──────── Records provided

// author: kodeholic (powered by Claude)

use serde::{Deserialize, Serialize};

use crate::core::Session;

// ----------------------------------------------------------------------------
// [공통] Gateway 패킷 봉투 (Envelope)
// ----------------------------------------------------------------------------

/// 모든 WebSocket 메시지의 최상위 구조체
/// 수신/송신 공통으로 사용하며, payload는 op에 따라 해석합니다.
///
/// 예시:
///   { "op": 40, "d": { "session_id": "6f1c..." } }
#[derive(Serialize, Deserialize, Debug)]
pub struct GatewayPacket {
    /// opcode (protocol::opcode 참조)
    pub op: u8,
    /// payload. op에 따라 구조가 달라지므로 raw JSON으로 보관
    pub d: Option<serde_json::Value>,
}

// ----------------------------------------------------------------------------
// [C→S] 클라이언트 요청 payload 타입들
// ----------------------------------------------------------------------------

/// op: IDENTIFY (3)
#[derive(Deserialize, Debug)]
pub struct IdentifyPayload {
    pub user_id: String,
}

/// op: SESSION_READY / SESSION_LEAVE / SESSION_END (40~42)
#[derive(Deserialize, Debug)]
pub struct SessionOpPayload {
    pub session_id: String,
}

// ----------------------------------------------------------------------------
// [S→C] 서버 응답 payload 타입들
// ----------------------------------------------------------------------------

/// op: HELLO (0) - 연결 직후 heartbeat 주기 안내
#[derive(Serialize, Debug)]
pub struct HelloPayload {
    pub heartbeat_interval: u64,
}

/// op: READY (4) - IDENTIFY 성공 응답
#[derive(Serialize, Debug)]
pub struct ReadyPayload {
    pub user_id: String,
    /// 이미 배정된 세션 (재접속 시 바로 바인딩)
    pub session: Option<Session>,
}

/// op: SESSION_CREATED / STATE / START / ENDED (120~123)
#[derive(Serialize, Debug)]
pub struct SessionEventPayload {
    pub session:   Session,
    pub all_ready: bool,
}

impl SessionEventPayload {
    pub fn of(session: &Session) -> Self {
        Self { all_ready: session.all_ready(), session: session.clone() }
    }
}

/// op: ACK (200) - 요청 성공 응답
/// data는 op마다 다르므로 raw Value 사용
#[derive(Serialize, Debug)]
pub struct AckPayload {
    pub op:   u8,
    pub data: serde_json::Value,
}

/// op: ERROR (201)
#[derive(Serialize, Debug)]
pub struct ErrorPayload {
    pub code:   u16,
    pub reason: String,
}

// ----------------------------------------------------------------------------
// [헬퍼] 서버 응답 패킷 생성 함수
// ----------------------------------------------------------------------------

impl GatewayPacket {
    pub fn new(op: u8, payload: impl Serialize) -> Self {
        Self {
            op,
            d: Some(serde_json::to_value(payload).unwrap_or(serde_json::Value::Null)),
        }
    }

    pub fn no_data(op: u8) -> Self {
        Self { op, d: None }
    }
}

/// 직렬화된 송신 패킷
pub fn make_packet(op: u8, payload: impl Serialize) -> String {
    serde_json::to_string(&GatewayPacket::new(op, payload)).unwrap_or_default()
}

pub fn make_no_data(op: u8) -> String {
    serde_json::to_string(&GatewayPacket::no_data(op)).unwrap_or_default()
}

────────────────
──────── Records provided

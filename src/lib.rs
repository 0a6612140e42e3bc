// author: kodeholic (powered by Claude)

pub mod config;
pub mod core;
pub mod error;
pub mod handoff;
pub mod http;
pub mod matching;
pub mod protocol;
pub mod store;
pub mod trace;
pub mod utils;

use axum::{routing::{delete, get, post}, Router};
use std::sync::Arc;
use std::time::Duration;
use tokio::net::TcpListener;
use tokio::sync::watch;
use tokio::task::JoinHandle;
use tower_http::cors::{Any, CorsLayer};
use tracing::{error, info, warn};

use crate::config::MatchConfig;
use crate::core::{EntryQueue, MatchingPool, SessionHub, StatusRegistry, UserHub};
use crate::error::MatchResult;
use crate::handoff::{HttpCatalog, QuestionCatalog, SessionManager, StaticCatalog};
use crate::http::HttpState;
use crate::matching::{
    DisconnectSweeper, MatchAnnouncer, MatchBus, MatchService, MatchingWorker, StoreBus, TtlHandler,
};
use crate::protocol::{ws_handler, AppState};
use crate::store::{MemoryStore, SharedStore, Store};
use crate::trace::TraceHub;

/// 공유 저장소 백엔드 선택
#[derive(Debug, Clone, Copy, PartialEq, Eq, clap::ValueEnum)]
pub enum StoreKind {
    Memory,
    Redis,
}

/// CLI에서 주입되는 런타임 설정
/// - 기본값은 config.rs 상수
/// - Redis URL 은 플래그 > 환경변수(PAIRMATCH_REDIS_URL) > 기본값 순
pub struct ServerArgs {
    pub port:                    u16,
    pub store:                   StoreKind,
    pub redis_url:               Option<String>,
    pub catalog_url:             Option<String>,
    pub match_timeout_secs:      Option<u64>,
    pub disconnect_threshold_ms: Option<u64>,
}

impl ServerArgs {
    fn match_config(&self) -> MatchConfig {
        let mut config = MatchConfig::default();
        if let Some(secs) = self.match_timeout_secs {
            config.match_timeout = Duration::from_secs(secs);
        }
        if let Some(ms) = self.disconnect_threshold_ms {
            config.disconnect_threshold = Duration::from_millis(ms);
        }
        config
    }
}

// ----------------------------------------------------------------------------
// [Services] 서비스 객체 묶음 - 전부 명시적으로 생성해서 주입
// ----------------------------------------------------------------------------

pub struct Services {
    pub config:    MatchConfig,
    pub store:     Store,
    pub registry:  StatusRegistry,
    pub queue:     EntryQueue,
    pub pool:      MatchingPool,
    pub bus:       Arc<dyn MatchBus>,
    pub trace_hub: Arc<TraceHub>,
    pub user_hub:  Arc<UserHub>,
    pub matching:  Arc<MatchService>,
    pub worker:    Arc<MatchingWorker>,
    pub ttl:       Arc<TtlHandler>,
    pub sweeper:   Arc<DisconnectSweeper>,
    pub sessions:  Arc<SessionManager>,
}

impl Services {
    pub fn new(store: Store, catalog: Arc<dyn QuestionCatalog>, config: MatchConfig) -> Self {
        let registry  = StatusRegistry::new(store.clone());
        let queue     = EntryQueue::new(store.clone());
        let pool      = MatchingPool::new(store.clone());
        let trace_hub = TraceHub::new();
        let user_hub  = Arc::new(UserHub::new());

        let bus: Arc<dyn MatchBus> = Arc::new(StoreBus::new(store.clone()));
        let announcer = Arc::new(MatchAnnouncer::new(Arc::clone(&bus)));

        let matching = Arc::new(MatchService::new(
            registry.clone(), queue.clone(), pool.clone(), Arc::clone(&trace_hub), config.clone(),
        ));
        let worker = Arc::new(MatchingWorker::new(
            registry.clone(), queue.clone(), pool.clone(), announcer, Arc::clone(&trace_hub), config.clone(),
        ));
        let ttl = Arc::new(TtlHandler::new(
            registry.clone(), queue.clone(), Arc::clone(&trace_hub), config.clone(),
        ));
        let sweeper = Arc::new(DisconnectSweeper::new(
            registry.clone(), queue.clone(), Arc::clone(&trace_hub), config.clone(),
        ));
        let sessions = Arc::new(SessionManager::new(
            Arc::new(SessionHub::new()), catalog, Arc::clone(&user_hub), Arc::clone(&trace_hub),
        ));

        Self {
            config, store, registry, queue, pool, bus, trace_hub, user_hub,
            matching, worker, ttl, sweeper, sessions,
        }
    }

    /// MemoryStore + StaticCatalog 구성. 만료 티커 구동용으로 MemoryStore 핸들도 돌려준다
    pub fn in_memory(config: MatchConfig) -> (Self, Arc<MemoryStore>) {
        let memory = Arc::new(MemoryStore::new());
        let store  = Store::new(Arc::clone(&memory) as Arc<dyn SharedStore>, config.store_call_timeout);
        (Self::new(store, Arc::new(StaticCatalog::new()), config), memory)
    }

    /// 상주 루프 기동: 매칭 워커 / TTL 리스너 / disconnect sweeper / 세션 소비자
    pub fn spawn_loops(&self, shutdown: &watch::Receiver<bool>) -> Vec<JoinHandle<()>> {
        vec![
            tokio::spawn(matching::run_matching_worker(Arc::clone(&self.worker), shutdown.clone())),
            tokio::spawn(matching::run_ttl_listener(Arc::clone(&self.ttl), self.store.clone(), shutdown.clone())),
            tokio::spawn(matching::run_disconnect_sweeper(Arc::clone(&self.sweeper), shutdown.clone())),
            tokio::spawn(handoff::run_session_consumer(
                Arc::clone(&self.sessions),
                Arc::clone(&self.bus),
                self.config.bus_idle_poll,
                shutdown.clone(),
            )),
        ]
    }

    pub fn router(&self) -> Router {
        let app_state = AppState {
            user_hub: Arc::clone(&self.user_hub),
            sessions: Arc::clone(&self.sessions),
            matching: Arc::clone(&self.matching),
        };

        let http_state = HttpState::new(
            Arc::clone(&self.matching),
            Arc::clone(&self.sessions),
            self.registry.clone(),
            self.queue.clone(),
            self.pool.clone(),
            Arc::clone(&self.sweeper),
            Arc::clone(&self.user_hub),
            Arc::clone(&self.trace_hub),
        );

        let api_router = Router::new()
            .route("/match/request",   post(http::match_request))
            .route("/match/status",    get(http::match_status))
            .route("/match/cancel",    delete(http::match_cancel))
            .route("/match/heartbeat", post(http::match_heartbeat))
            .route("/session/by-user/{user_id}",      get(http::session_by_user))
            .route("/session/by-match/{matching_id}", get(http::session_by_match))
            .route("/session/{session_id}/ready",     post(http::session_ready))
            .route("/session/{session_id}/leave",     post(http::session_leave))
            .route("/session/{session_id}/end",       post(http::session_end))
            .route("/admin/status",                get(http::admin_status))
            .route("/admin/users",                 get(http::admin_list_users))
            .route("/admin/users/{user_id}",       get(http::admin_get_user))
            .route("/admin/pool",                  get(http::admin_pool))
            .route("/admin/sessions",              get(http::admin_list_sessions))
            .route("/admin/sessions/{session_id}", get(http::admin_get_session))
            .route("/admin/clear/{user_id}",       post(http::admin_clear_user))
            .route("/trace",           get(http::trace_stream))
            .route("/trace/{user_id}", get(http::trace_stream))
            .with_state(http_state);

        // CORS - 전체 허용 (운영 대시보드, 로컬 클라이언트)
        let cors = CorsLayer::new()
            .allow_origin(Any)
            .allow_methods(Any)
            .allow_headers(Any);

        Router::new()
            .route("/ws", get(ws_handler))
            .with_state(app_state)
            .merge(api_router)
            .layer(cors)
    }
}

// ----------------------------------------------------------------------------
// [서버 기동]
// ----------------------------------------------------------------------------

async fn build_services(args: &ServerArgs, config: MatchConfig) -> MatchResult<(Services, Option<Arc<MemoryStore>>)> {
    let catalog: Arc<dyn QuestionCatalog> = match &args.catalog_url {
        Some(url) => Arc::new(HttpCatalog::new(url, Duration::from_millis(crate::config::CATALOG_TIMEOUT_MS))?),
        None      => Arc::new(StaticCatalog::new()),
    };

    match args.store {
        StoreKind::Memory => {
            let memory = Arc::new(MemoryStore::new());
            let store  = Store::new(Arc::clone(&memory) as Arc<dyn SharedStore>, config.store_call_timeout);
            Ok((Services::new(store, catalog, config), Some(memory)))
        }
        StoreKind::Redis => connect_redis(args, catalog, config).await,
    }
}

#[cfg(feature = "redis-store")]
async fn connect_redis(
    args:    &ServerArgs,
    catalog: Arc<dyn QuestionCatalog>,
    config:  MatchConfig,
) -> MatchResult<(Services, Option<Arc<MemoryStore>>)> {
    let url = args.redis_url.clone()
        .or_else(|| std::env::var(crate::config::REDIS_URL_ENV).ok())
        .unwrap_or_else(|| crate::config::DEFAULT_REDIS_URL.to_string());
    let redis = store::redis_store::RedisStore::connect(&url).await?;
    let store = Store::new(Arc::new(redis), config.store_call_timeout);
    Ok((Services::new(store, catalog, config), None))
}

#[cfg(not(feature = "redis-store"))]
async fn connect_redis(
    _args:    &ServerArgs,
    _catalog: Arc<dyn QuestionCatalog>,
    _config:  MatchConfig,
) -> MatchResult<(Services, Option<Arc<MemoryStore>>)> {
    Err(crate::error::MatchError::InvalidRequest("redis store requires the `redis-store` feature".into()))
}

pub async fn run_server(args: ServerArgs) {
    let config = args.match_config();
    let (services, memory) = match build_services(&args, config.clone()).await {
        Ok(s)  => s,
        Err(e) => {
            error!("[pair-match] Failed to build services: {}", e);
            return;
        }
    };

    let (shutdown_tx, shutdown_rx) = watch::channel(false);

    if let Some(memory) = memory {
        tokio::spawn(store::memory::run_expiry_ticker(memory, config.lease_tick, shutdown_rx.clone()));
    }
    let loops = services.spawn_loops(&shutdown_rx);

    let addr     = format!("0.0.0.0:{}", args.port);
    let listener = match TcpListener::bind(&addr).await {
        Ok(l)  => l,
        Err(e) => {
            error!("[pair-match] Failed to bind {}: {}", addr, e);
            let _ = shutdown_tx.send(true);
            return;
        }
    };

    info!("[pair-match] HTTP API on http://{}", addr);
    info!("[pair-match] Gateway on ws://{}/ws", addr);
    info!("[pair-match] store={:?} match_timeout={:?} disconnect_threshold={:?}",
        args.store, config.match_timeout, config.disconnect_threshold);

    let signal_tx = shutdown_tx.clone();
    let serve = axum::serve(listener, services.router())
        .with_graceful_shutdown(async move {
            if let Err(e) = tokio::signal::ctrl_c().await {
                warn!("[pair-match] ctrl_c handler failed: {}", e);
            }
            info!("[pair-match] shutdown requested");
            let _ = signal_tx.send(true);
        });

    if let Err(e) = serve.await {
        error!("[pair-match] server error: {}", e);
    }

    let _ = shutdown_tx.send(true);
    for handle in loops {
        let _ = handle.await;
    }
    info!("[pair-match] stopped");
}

────────────────
──────── Records provided

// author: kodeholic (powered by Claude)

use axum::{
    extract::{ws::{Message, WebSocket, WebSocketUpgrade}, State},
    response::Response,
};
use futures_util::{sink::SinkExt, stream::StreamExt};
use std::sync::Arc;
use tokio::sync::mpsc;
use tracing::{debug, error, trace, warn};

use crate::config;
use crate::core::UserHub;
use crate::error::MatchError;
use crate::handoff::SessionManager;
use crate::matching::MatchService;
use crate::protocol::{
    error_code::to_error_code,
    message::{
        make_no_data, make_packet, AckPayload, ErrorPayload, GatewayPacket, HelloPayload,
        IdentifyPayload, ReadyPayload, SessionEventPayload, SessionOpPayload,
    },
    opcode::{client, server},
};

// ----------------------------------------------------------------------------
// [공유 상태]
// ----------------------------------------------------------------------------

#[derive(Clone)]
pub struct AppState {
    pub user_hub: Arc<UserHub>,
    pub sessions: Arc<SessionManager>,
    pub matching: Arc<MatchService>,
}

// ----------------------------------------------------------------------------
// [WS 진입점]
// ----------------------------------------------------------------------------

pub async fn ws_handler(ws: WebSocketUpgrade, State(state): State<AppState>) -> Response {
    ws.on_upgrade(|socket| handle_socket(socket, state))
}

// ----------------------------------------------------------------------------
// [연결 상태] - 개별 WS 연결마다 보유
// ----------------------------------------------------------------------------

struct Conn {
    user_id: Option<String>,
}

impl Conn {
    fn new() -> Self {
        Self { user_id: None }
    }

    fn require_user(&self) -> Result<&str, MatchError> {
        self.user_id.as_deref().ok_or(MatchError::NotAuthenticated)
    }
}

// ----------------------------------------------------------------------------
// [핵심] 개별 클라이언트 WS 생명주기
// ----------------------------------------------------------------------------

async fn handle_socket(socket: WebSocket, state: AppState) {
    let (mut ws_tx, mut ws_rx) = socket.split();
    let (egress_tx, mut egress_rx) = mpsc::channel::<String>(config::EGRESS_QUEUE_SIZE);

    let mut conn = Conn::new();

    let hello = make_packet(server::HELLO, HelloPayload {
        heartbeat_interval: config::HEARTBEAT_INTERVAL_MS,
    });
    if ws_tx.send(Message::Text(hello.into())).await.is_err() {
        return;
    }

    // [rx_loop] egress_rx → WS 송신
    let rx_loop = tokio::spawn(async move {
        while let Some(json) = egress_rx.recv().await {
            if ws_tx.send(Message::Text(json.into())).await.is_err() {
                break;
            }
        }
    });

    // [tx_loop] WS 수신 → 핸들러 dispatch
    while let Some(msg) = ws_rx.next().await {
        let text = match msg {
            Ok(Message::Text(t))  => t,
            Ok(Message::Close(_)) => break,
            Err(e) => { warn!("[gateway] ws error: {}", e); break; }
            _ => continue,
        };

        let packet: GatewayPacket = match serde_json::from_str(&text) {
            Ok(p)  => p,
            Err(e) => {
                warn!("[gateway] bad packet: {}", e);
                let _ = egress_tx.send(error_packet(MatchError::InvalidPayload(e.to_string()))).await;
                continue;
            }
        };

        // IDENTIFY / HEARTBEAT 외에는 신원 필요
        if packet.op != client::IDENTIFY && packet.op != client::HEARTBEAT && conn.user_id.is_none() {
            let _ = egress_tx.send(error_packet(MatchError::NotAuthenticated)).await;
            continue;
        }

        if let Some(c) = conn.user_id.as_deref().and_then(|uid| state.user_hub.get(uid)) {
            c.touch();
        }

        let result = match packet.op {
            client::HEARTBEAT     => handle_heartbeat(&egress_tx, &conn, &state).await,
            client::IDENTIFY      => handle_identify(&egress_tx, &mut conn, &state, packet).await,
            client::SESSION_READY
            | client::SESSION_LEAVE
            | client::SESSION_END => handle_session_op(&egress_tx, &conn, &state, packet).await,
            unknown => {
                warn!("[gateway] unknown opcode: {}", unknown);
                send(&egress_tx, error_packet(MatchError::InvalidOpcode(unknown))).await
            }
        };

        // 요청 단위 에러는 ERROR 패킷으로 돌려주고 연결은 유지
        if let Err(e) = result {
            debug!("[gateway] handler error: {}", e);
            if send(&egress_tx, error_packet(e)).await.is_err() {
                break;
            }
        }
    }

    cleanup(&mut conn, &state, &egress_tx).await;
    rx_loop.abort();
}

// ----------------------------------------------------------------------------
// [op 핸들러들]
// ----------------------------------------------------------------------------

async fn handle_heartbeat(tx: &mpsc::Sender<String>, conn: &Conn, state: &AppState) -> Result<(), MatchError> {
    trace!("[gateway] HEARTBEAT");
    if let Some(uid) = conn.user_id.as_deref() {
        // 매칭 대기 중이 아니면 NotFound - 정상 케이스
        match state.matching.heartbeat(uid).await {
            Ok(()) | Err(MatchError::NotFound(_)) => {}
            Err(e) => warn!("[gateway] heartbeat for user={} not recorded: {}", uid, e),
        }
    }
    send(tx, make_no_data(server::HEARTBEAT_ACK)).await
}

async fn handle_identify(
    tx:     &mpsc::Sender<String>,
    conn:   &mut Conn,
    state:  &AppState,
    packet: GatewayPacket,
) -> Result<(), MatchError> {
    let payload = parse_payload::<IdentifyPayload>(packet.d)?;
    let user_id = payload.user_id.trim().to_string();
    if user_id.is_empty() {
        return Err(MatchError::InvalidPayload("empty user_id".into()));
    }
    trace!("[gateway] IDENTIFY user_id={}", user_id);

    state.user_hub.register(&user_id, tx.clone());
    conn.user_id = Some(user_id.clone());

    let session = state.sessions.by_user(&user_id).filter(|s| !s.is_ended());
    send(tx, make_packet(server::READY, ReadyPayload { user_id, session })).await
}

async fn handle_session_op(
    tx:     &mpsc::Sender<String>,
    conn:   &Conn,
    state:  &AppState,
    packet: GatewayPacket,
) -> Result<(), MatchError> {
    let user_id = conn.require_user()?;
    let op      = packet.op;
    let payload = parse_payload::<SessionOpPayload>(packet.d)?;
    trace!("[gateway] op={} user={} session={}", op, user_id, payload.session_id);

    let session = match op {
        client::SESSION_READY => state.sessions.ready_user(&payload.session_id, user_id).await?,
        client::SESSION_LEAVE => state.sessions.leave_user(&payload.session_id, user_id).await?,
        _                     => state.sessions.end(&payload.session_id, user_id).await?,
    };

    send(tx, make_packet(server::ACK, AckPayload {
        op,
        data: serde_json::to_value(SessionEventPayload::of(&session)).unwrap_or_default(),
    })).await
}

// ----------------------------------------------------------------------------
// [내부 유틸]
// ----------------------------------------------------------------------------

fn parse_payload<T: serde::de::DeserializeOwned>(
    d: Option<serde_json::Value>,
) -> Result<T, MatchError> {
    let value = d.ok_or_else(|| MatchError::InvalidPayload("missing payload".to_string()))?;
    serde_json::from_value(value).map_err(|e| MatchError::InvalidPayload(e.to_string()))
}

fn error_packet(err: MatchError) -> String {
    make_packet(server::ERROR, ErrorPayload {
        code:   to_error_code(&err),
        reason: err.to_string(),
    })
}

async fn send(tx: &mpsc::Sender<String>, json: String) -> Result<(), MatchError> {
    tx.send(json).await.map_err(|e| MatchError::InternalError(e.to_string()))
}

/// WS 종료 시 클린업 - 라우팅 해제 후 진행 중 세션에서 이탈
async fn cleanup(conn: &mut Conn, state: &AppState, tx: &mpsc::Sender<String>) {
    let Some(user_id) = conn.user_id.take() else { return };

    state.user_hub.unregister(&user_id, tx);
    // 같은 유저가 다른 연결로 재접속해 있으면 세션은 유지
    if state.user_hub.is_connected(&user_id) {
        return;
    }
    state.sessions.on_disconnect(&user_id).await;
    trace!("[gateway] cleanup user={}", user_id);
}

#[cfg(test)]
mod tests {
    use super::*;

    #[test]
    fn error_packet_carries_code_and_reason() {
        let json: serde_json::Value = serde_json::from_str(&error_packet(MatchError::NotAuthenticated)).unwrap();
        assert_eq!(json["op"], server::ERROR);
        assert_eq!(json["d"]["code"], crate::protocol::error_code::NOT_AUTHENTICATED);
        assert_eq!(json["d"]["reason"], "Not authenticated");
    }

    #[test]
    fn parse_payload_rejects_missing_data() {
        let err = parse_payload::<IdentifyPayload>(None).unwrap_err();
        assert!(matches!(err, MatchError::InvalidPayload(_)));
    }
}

────────────────

## [Work request]
Copy from the entries only those lines that hold the word "Option".

## [Task answer]
    pub d: Option<serde_json::Value>,
    pub session: Option<Session>,
    pub redis_url:               Option<String>,
    pub catalog_url:             Option<String>,
    pub match_timeout_secs:      Option<u64>,
    pub disconnect_threshold_ms: Option<u64>,
async fn build_services(args: &ServerArgs, config: MatchConfig) -> MatchResult<(Services, Option<Arc<MemoryStore>>)> {
) -> MatchResult<(Services, Option<Arc<MemoryStore>>)> {
) -> MatchResult<(Services, Option<Arc<MemoryStore>>)> {
    user_id: Option<String>,
    d: Option<serde_json::Value>,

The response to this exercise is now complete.